**TASK DIRECTIONS**
Wherever the string "from" shows up in the records below, return that line.

[Stored records]
use thiserror::Error;

/// Errors raised by a single geocoding provider call.
///
/// The gateway never surfaces these to its callers; they are logged and the
/// query falls through to the next provider.
#[derive(Debug, Error)]
pub enum GeoError {
    /// Network, TLS or timeout failure from the underlying HTTP client.
    #[error("HTTP error: {0}")]
    Http(#[from] reqwest::Error),

    /// The provider answered 429 or reported its quota as exhausted.
    #[error("{provider} rate limited the request")]
    RateLimited { provider: &'static str },

    /// Unexpected HTTP status or provider-level error status.
    #[error("{provider} returned {status}")]
    Provider {
        provider: &'static str,
        status: String,
    },

    /// The response body could not be deserialized into the expected type.
    #[error("JSON deserialization error for {context}: {source}")]
    Deserialize {
        context: String,
        #[source]
        source: serde_json::Error,
    },

    /// A coordinate field was present but not a number.
    #[error("{provider} returned an unparseable coordinate: {value}")]
    InvalidCoordinate {
        provider: &'static str,
        value: String,
    },

    #[error("invalid base URL '{url}': {reason}")]
    InvalidBaseUrl { url: String, reason: String },
}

**THE COMPLETED TASK**
    /// Network, TLS or timeout failure from the underlying HTTP client.
    Http(#[from] reqwest::Error),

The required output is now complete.